How conversational AI works

Modern conversational AI rests on three components:

  1. Intent recognition — establishing what the person wants: find a product, answer a question,
    compare options.
  2. Context management — holding the conversation history so that this one in the next turn
    refers to the product mentioned earlier.
  3. Response generation — an LLM composes the answer, integrating the dialogue context, catalogue
    data through RAG, and the shopper’s profile.

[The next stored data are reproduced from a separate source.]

//! Accumulation and reporting of run results.

use crate::error::Error;
use colored::Colorize;
use std::io::Write;
use std::path::PathBuf;

/// Final classification of a single test.
#[derive(Clone, Copy, Debug, PartialEq, Eq)]
pub enum Verdict {
    /// Actual output matched expected output.
    Passed,
    /// Actual output differed, or the target or oracle crashed.
    Failed,
    /// The test was not compared.
    Skipped,
}

impl Verdict {
    /// Returns the status word printed for a test with this verdict.
    pub const fn label(self) -> &'static str {
        match self {
            Self::Passed => "pass",
            Self::Failed => "FAIL",
            Self::Skipped => "skip",
        }
    }
}

/// Result of running a single test.
#[derive(Clone, Debug)]
pub struct TestResult {
    /// Name of the test.
    pub name: String,
    /// Path to the test's source.
    pub path: PathBuf,
    /// How the test was classified.
    pub verdict: Verdict,
    /// Time spent producing and checking the test's output.
    pub duration: std::time::Duration,
}

/// Accumulated results of a run.
#[derive(Clone, Debug, Default)]
pub struct RunReport {
    /// Number of tests performed (i.e. not skipped).
    pub test_count: usize,
    /// Number of individual assertions (expected output lines) checked.
    pub testcase_count: usize,
    /// Number of tests that passed.
    pub passed_count: usize,
    /// Names of tests that failed, in run order.
    pub failed: Vec<String>,
    /// Names of tests that were skipped, in run order.
    pub skipped: Vec<String>,
    /// Every recorded result, in run order.
    pub results: Vec<TestResult>,
    /// Whether the run was cancelled before all tests ran.
    pub interrupted: bool,
}

impl RunReport {
    /// Records a test's verdict.
    ///
    /// # Arguments
    ///
    /// * `result` - The test's result.
    /// * `assertion_count` - Number of expected output lines checked; ignored
    ///   for skipped tests.
    pub fn record(&mut self, result: TestResult, assertion_count: usize) {
        match result.verdict {
            Verdict::Passed => {
                self.test_count += 1;
                self.testcase_count += assertion_count;
                self.passed_count += 1;
            }
            Verdict::Failed => {
                self.test_count += 1;
                self.testcase_count += assertion_count;
                self.failed.push(result.name.clone());
            }
            Verdict::Skipped => {
                self.skipped.push(result.name.clone());
            }
        }

        self.results.push(result);
    }

    /// Returns the total number of verdicts recorded.
    pub const fn verdict_count(&self) -> usize {
        self.passed_count + self.failed.len() + self.skipped.len()
    }

    /// Returns whether the run as a whole succeeded.
    pub const fn success(&self) -> bool {
        self.failed.is_empty() && !self.interrupted
    }

    /// Writes the end-of-run summary.
    pub fn write_summary(&self, mut writer: impl Write) -> std::io::Result<()> {
        if self.interrupted {
            writeln!(writer, "{}", "interrupted".bright_red())?;
        }

        writeln!(
            writer,
            "{} tests performed ({} individual testcases)",
            self.test_count, self.testcase_count
        )?;
        writeln!(
            writer,
            "{} tests passed",
            self.passed_count.to_string().green()
        )?;

        if !self.skipped.is_empty() {
            writeln!(
                writer,
                "{} tests skipped: {}",
                self.skipped.len().to_string().cyan(),
                self.skipped.join(" ")
            )?;
        }

        if !self.failed.is_empty() {
            writeln!(
                writer,
                "{} tests failed: {}",
                self.failed.len().to_string().red(),
                self.failed.join(" ")
            )?;
        }

        Ok(())
    }

    /// Writes the results as a JUnit XML report.
    pub fn write_junit(&self, writer: impl Write) -> Result<(), Error> {
        let mut suite = junit_report::TestSuite::new("xcheck");

        for result in &self.results {
            let name = result.path.to_string_lossy();
            let duration = result
                .duration
                .try_into()
                .map_err(|e| Error::Report(format!("invalid duration: {e}")))?;

            let test_case = match result.verdict {
                Verdict::Passed => junit_report::TestCase::success(&name, duration),
                Verdict::Failed => junit_report::TestCase::failure(
                    &name,
                    duration,
                    "output mismatch",
                    "actual output differs from expected output",
                ),
                Verdict::Skipped => junit_report::TestCase::skipped(&name),
            };

            suite.add_testcase(test_case);
        }

        let mut report = junit_report::Report::new();
        report.add_testsuite(suite);
        report
            .write_xml(writer)
            .map_err(|e| Error::Report(e.to_string()))
    }
}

Conversational AI versus a chatbot

Property Scripted chatbot LLM conversational AI
Phrase understanding Keywords Arbitrary language
Dialogue context Limited to the script Multi-turn
Unanticipated questions Dead end or escalation A meaningful answer
Setup cost High (writing scripts) Low (prompt configuration)
Answer quality Predictable but templated Flexible, occasionally wrong

Tip: for tasks with clearly defined paths — order tracking, returns — a scripted bot is enough.
Conversational AI is needed where people state their need freely: product discovery and
consultation.

Application in e-commerce

Conversational AI closes the gap between intent and purchase. A shopper who does not know the exact
product name, or cannot work the filters, gets help in the format they already use — a conversation.
That is particularly valuable on mobile, where catalogue navigation is awkward.